## WHAT IS BEING ASKED
Your output should consist of the data, copied exactly.

· · ·

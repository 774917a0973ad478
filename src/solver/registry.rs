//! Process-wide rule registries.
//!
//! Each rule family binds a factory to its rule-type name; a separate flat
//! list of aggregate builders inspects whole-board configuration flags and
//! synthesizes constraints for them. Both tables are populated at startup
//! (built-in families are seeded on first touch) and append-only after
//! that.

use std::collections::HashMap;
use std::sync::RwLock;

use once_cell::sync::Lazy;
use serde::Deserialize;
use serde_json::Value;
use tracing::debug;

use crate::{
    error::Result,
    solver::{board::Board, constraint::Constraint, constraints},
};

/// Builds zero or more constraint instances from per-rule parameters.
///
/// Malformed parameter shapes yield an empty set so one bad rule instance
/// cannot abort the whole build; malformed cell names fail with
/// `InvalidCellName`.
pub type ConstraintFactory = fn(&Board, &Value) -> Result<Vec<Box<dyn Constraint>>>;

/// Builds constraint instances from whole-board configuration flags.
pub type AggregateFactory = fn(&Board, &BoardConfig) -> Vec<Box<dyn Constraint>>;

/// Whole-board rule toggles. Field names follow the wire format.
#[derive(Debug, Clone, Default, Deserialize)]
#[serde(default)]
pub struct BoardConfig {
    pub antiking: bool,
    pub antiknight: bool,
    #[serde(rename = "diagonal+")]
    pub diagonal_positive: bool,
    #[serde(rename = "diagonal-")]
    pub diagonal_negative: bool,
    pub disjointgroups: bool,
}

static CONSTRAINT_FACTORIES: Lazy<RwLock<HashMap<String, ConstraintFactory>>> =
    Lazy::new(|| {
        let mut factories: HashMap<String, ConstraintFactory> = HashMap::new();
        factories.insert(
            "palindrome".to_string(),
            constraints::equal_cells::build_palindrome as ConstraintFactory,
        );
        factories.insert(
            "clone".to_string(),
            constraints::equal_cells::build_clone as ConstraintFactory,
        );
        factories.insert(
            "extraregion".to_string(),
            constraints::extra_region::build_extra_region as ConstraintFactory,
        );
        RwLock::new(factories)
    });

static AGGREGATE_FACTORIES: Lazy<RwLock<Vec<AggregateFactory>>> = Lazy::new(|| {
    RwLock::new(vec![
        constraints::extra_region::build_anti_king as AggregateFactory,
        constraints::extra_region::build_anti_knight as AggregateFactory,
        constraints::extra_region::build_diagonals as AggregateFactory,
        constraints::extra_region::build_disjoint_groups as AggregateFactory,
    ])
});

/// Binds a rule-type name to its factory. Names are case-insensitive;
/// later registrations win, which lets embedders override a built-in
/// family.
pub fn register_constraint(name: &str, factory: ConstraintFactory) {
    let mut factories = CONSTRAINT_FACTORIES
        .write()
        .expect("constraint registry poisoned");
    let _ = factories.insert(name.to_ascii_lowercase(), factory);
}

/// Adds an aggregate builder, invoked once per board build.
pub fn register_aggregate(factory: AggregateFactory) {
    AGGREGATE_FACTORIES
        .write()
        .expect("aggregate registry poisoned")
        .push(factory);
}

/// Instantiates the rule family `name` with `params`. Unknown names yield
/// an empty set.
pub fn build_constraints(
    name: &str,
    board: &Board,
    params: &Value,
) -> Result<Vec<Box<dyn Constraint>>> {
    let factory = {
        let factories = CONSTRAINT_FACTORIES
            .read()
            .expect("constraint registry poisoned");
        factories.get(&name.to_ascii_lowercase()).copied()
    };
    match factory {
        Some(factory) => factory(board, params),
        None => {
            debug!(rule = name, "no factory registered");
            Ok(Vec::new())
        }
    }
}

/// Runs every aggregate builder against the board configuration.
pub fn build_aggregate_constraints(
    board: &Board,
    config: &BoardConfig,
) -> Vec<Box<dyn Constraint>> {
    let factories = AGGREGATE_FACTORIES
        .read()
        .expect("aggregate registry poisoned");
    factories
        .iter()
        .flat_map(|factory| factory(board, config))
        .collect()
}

· · ·

## ANSWER BOX
repository 774917a0973ad478
filename src/solver/registry.rs
//! Process-wide rule registries.
//!
//! Each rule family binds a factory to its rule-type name; a separate flat
//! list of aggregate builders inspects whole-board configuration flags and
//! synthesizes constraints for them. Both tables are populated at startup
//! (built-in families are seeded on first touch) and append-only after
//! that.

use std::collections::HashMap;
use std::sync::RwLock;

use once_cell::sync::Lazy;
use serde::Deserialize;
use serde_json::Value;
use tracing::debug;

use crate::{
    error::Result,
    solver::{board::Board, constraint::Constraint, constraints},
};

/// Builds zero or more constraint instances from per-rule parameters.
///
/// Malformed parameter shapes yield an empty set so one bad rule instance
/// cannot abort the whole build; malformed cell names fail with
/// `InvalidCellName`.
pub type ConstraintFactory = fn(&Board, &Value) -> Result<Vec<Box<dyn Constraint>>>;

/// Builds constraint instances from whole-board configuration flags.
pub type AggregateFactory = fn(&Board, &BoardConfig) -> Vec<Box<dyn Constraint>>;

/// Whole-board rule toggles. Field names follow the wire format.
#[derive(Debug, Clone, Default, Deserialize)]
#[serde(default)]
pub struct BoardConfig {
    pub antiking: bool,
    pub antiknight: bool,
    #[serde(rename = "diagonal+")]
    pub diagonal_positive: bool,
    #[serde(rename = "diagonal-")]
    pub diagonal_negative: bool,
    pub disjointgroups: bool,
}

static CONSTRAINT_FACTORIES: Lazy<RwLock<HashMap<String, ConstraintFactory>>> =
    Lazy::new(|| {
        let mut factories: HashMap<String, ConstraintFactory> = HashMap::new();
        factories.insert(
            "palindrome".to_string(),
            constraints::equal_cells::build_palindrome as ConstraintFactory,
        );
        factories.insert(
            "clone".to_string(),
            constraints::equal_cells::build_clone as ConstraintFactory,
        );
        factories.insert(
            "extraregion".to_string(),
            constraints::extra_region::build_extra_region as ConstraintFactory,
        );
        RwLock::new(factories)
    });

static AGGREGATE_FACTORIES: Lazy<RwLock<Vec<AggregateFactory>>> = Lazy::new(|| {
    RwLock::new(vec![
        constraints::extra_region::build_anti_king as AggregateFactory,
        constraints::extra_region::build_anti_knight as AggregateFactory,
        constraints::extra_region::build_diagonals as AggregateFactory,
        constraints::extra_region::build_disjoint_groups as AggregateFactory,
    ])
});

/// Binds a rule-type name to its factory. Names are case-insensitive;
/// later registrations win, which lets embedders override a built-in
/// family.
pub fn register_constraint(name: &str, factory: ConstraintFactory) {
    let mut factories = CONSTRAINT_FACTORIES
        .write()
        .expect("constraint registry poisoned");
    let _ = factories.insert(name.to_ascii_lowercase(), factory);
}

/// Adds an aggregate builder, invoked once per board build.
pub fn register_aggregate(factory: AggregateFactory) {
    AGGREGATE_FACTORIES
        .write()
        .expect("aggregate registry poisoned")
        .push(factory);
}

/// Instantiates the rule family `name` with `params`. Unknown names yield
/// an empty set.
pub fn build_constraints(
    name: &str,
    board: &Board,
    params: &Value,
) -> Result<Vec<Box<dyn Constraint>>> {
    let factory = {
        let factories = CONSTRAINT_FACTORIES
            .read()
            .expect("constraint registry poisoned");
        factories.get(&name.to_ascii_lowercase()).copied()
    };
    match factory {
        Some(factory) => factory(board, params),
        None => {
            debug!(rule = name, "no factory registered");
            Ok(Vec::new())
        }
    }
}

/// Runs every aggregate builder against the board configuration.
pub fn build_aggregate_constraints(
    board: &Board,
    config: &BoardConfig,
) -> Vec<Box<dyn Constraint>> {
    let factories = AGGREGATE_FACTORIES
        .read()
        .expect("aggregate registry poisoned");
    factories
        .iter()
        .flat_map(|factory| factory(board, config))
        .collect()
}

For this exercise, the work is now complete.